Earlier there was a logic-inversion bug in BillingManager.restorePurchases() where, if the user was ad-free but the subscription had expired, no path existed to flip back to false. I rebuilt that path with a finalEvaluation pattern: run both inapp and subs queries in parallel, wait for both, then synthesize. I also moved restorePurchases() to Activity.onResume() so an expiration during a long session is detected on the next resume.
When you touch billing as an indie developer, the shortest path is to admit upfront that "single source of truth" has multiple sources, and design the synthesis layer explicitly.
User settings vs. API defaults
Server-side defaults (shuffle, personalized-ads on/off) returned at app launch will conflict with what the user changed in the Settings screen. I settled on a *_USER_OVERRIDE flag per setting, stored under a separate key.

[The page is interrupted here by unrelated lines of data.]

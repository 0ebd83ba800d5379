use axum::{
    Json, Router,
    extract::{Path, State},
    http::StatusCode,
    routing::{get, post},
};
use axum_valid::Valid;
use uuid::Uuid;

use crate::{
    auth::extractor::{Authenticated, MaybeAuthenticated},
    dto::game::{
        CreateGameRequest, CreatedGameResponse, GameSummary, JoinGameRequest, JoinGameResponse,
        PlayerProgress, RevealedName, StoryArchiveEntry,
    },
    error::AppError,
    services::game_service,
    state::SharedState,
};

/// Routes addressing a game: lifecycle, roster and results.
pub fn router() -> Router<SharedState> {
    Router::new()
        .route("/games", post(create_game))
        .route("/games/{id}", get(get_game))
        .route("/games/code/{code}", get(get_game_by_code))
        .route("/games/{id}/players", get(list_players).post(join_game))
        .route("/games/{id}/start", post(start_game))
        .route("/games/{id}/end", post(end_game))
        .route("/games/{id}/recreate", post(recreate_game))
        .route("/games/{id}/names", get(reveal_names))
        .route("/games/{id}/stories", get(story_archive))
}

/// Create a game and receive the creator credential.
#[utoipa::path(
    post,
    path = "/games",
    tag = "game",
    request_body = CreateGameRequest,
    responses(
        (status = 201, description = "Game created", body = CreatedGameResponse)
    )
)]
pub async fn create_game(
    State(state): State<SharedState>,
    Json(payload): Json<CreateGameRequest>,
) -> Result<(StatusCode, Json<CreatedGameResponse>), AppError> {
    let created = game_service::create_game(&state, payload).await?;
    Ok((StatusCode::CREATED, Json(created)))
}

#[utoipa::path(
    get,
    path = "/games/{id}",
    tag = "game",
    params(("id" = Uuid, Path, description = "Game identifier")),
    responses(
        (status = 200, description = "Game found", body = GameSummary),
        (status = 404, description = "Unknown game")
    )
)]
/// Fetch a game summary by id.
pub async fn get_game(
    State(state): State<SharedState>,
    Path(id): Path<Uuid>,
) -> Result<Json<GameSummary>, AppError> {
    Ok(Json(game_service::get_game(&state, id).await?))
}

/// Look a game up by join code, case-insensitively.
#[utoipa::path(
    get,
    path = "/games/code/{code}",
    tag = "game",
    params(("code" = String, Path, description = "Join code")),
    responses(
        (status = 200, description = "Game found", body = GameSummary),
        (status = 404, description = "No game with this code")
    )
)]
pub async fn get_game_by_code(
    State(state): State<SharedState>,
    Path(code): Path<String>,
) -> Result<Json<GameSummary>, AppError> {
    Ok(Json(game_service::get_game_by_code(&state, &code).await?))
}

#[utoipa::path(
    get,
    path = "/games/{id}/players",
    tag = "game",
    params(("id" = Uuid, Path, description = "Game identifier")),
    responses((status = 200, description = "Roster", body = [PlayerProgress]))
)]
/// Roster with per-player progress; values stay hidden.
pub async fn list_players(
    State(state): State<SharedState>,
    Path(id): Path<Uuid>,
) -> Result<Json<Vec<PlayerProgress>>, AppError> {
    Ok(Json(game_service::list_players(&state, id).await?))
}

/// Join a game. The first join sending the creator credential as bearer becomes host.
#[utoipa::path(
    post,
    path = "/games/{id}/players",
    tag = "game",
    params(("id" = Uuid, Path, description = "Game identifier")),
    request_body = JoinGameRequest,
    responses(
        (status = 201, description = "Player joined", body = JoinGameResponse),
        (status = 409, description = "Game already started or nickname taken")
    )
)]
pub async fn join_game(
    State(state): State<SharedState>,
    Path(id): Path<Uuid>,
    MaybeAuthenticated(caller): MaybeAuthenticated,
    Valid(Json(payload)): Valid<Json<JoinGameRequest>>,
) -> Result<(StatusCode, Json<JoinGameResponse>), AppError> {
    let joined = game_service::join_game(&state, id, payload, caller).await?;
    Ok((StatusCode::CREATED, Json(joined)))
}

#[utoipa::path(
    post,
    path = "/games/{id}/start",
    tag = "game",
    params(("id" = Uuid, Path, description = "Game identifier")),
    responses(
        (status = 200, description = "Game started", body = GameSummary),
        (status = 403, description = "Caller is not host")
    ),
    security(("bearer" = []))
)]
/// Host opens the PLAY phase.
pub async fn start_game(
    State(state): State<SharedState>,
    Path(id): Path<Uuid>,
    Authenticated(identity): Authenticated,
) -> Result<Json<GameSummary>, AppError> {
    Ok(Json(game_service::start_game(&state, &identity, id).await?))
}

/// Hide the results of a NAME game.
#[utoipa::path(
    post,
    path = "/games/{id}/end",
    tag = "game",
    params(("id" = Uuid, Path, description = "Game identifier")),
    responses(
        (status = 200, description = "Game ended", body = GameSummary),
        (status = 403, description = "Caller is not host")
    ),
    security(("bearer" = []))
)]
pub async fn end_game(
    State(state): State<SharedState>,
    Path(id): Path<Uuid>,
    Authenticated(identity): Authenticated,
) -> Result<Json<GameSummary>, AppError> {
    Ok(Json(game_service::end_game(&state, &identity, id).await?))
}

/// Start a follow-up game of the same type.
#[utoipa::path(
    post,
    path = "/games/{id}/recreate",
    tag = "game",
    params(("id" = Uuid, Path, description = "Game identifier")),
    responses(
        (status = 201, description = "Game recreated", body = CreatedGameResponse),
        (status = 403, description = "Caller is not host")
    ),
    security(("bearer" = []))
)]
pub async fn recreate_game(
    State(state): State<SharedState>,
    Path(id): Path<Uuid>,
    Authenticated(identity): Authenticated,
) -> Result<(StatusCode, Json<CreatedGameResponse>), AppError> {
    let created = game_service::recreate_game(&state, &identity, id).await?;
    Ok((StatusCode::CREATED, Json(created)))
}

#[utoipa::path(
    get,
    path = "/games/{id}/names",
    tag = "results",
    params(("id" = Uuid, Path, description = "Game identifier")),
    responses((status = 200, description = "Names in reveal order", body = [RevealedName]))
)]
/// Submitted names, highest order first.
pub async fn reveal_names(
    State(state): State<SharedState>,
    Path(id): Path<Uuid>,
) -> Result<Json<Vec<RevealedName>>, AppError> {
    Ok(Json(game_service::reveal_names(&state, id).await?))
}

#[utoipa::path(
    get,
    path = "/games/{id}/stories",
    tag = "results",
    params(("id" = Uuid, Path, description = "Game identifier")),
    responses((status = 200, description = "Assembled stories", body = [StoryArchiveEntry]))
)]
/// Assembled story of every player.
pub async fn story_archive(
    State(state): State<SharedState>,
    Path(id): Path<Uuid>,
) -> Result<Json<Vec<StoryArchiveEntry>>, AppError> {
    Ok(Json(game_service::story_archive(&state, id).await?))
}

- Saves originating from user action go through a dedicated
*ByUser()method, which sets the override at the same time - Saves originating from the system skip the write if the override is set
This way the server can change its defaults without overwriting user choices, and clearing the override is enough to fall back to the API default. It is not glamorous, but it makes the precedence rules debuggable.
Rate-limited multilingual review replies
The other surprisingly heavy maintenance task is user review replies. I once handled 72 review replies in a single session across four apps and six major countries on the App Store alone. There are traps.
- Sending more than 30–40 in a single session risks Google's spam detection
- The App Store has rate limits; about 8 seconds between sends keeps things safe
- Pasting machine translation can be flagged as policy violation, so I write in a human-toned voice
- Affiliate links, cross-app promotion, and social links are not allowed
I currently reply in 11 languages: Japanese, English, Traditional Chinese, Italian, Russian, Korean, Persian, Ukrainian, Thai, Polish, and Brazilian Portuguese. Claude in Chrome handles the translation in a human-toned voice, and the prompt explicitly enforces an eight-second delay between sends.
Maintenance is three layers: monitor, triage, decide
Stepping back across v2.0.0 to v2.1.0, the loop reduces to three layers:
- Monitor — Check Crashlytics and Play Console quality metrics every morning. Most of it goes to Claude in Chrome.
- First-pass triage — Read stack traces of new crashes, name the blast radius and the pattern. A mix of AI and human.
- Fix decision — Look at impact and fix cost, then choose: patch, halt the rollout, or ignore. Human.
Running six apps as an indie developer, doing the monitoring layer by hand does not fit into the day. Hand the mechanical parts to AI and protect the cognitive bandwidth for layer 3. That has been the working trade-off.
Starting tomorrow, the AdMob mediation expansion (Liftoff, Unity Ads, InMobi) and the iOS port of the slideshow feature start running in parallel. I plan to hand v2.1.0 maintenance off to AI and pour the focus into the new work for the week.